ATF Form 3310.4 — the Report of Multiple Sale or Other Disposition of Pistols and Revolvers — is a reporting requirement that catches many dealers off guard the first time they encounter it. The trigger is simple: if the same buyer purchases two or more pistols or revolvers within five consecutive business days, federal law requires the dealer to file a Form 3310.4 with the ATF and local law enforcement within one business day of the final sale in the sequence.
What Triggers the Requirement
The requirement applies to pistols and revolvers — not to rifles, shotguns, or other long guns. Two handgun purchases by the same buyer within a five-consecutive-business-day window require a report. The count is per buyer, not per transaction — a single transaction involving two handguns triggers the requirement immediately. Two separate transactions within the five-day window also trigger it.

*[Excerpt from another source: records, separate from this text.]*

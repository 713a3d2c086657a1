//! Driver approval directory.

use std::collections::HashSet;
use std::sync::Arc;

use async_trait::async_trait;
use common::DriverId;
use tokio::sync::RwLock;

use crate::error::SettlementError;

/// Trait for checking whether a driver may take deliveries.
#[async_trait]
pub trait DriverDirectory: Send + Sync {
    async fn is_approved(&self, driver_id: DriverId) -> Result<bool, SettlementError>;

    async fn set_approved(&self, driver_id: DriverId, approved: bool)
    -> Result<(), SettlementError>;
}

/// In-memory driver directory.
#[derive(Debug, Clone, Default)]
pub struct InMemoryDriverDirectory {
    approved: Arc<RwLock<HashSet<DriverId>>>,
}

impl InMemoryDriverDirectory {
    pub fn new() -> Self {
        Self::default()
    }

    pub fn with_approved(drivers: impl IntoIterator<Item = DriverId>) -> Self {
        Self {
            approved: Arc::new(RwLock::new(drivers.into_iter().collect())),
        }
    }
}

#[async_trait]
impl DriverDirectory for InMemoryDriverDirectory {
    async fn is_approved(&self, driver_id: DriverId) -> Result<bool, SettlementError> {
        Ok(self.approved.read().await.contains(&driver_id))
    }

    async fn set_approved(
        &self,
        driver_id: DriverId,
        approved: bool,
    ) -> Result<(), SettlementError> {
        let mut drivers = self.approved.write().await;
        if approved {
            drivers.insert(driver_id);
        } else {
            drivers.remove(&driver_id);
        }
        tracing::info!(%driver_id, approved, "driver approval changed");
        Ok(())
    }
}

The five-day window uses business days, not calendar days. Weekends and federal holidays don't count. So a purchase on Friday followed by a purchase the following Monday is within the window (one business day apart), but a Friday purchase followed by a purchase the next Friday might not be depending on how many business days fall between them.
Filing Requirements
The Form 3310.4 must be submitted to two recipients: the ATF (to the ATF office serving your state) and the chief law enforcement officer (CLEO) of the jurisdiction in which the sale took place — typically the chief of police or county sheriff. The form must be filed within one business day of the second (or subsequent) handgun sale that triggers the requirement.
The Bound Book Connection
Form 3310.4 filings should be cross-referenced in your bound book alongside the relevant disposition entries. While the ATF doesn't require a specific notation in the bound book for 3310.4 filings, having a reference makes it easy to demonstrate during an inspection that you filed the required report when a pattern of multiple handgun sales is evident in your records.
Common Mistakes
The most common error is simply not knowing the rule applies. Dealers who are new to high-volume handgun sales or who don't track buyer purchase history may not recognize when the five-day window has been triggered. Implementing a simple system — even a manual log — that flags when the same buyer has purchased a handgun recently is an easy fix.
The second most common error is filing late. The one-business-day filing deadline is strict. A dealer who realizes on day three that they should have filed on day one has already missed the deadline and created a violation. The filing is still required — late is better than never — but the late filing itself is a separate violation.
Relationship to the 4473
The Form 3310.4 is in addition to, not instead of, the Form 4473. Every handgun sale still requires a complete 4473 and NICS check. The 3310.4 is purely a reporting requirement layered on top of the standard transfer process for qualifying multiple-purchase situations.
Long Gun Multiple Sales in Border States
Note that dealers in Arizona, California, New Mexico, and Texas are subject to an additional requirement to report multiple sales of certain semi-automatic rifles. This long-gun reporting requirement has different thresholds and filing procedures than the standard handgun 3310.4 requirement. If you operate in a border state, ensure you understand both requirements.